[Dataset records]
^^^^
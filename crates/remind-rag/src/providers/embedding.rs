//! Embedding provider trait for generating text embeddings

use async_trait::async_trait;

use crate::error::Result;

/// Trait for generating text embeddings
///
/// Implementations:
/// - `GeminiClient`: Google Generative Language API (gemini-embedding-001)
/// - `OllamaClient`: Local Ollama server (nomic-embed-text)
///
/// Vectors are returned raw; the `Embedder` checks the dimension and
/// normalizes them.
#[cfg_attr(test, mockall::automock)]
#[async_trait]
pub trait EmbeddingProvider: Send + Sync {
    /// Generate embedding for a single text
    async fn embed(&self, text: &str) -> Result<Vec<f32>>;

    /// Embedding dimensions the provider was asked to produce
    fn dimensions(&self) -> usize;

    /// Check if the provider is healthy and available
    async fn health_check(&self) -> Result<bool>;

    /// Get provider name for logging
    fn name(&self) -> &str;
}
^^^^
▶ [Work instruction] Copy the entries word for word. Leave nothing out.

▶ [Exercise response]
filename crates/remind-rag/src/providers/embedding.rs
//! Embedding provider trait for generating text embeddings

use async_trait::async_trait;

use crate::error::Result;

/// Trait for generating text embeddings
///
/// Implementations:
/// - `GeminiClient`: Google Generative Language API (gemini-embedding-001)
/// - `OllamaClient`: Local Ollama server (nomic-embed-text)
///
/// Vectors are returned raw; the `Embedder` checks the dimension and
/// normalizes them.
#[cfg_attr(test, mockall::automock)]
#[async_trait]
pub trait EmbeddingProvider: Send + Sync {
    /// Generate embedding for a single text
    async fn embed(&self, text: &str) -> Result<Vec<f32>>;

    /// Embedding dimensions the provider was asked to produce
    fn dimensions(&self) -> usize;

    /// Check if the provider is healthy and available
    async fn health_check(&self) -> Result<bool>;

    /// Get provider name for logging
    fn name(&self) -> &str;
}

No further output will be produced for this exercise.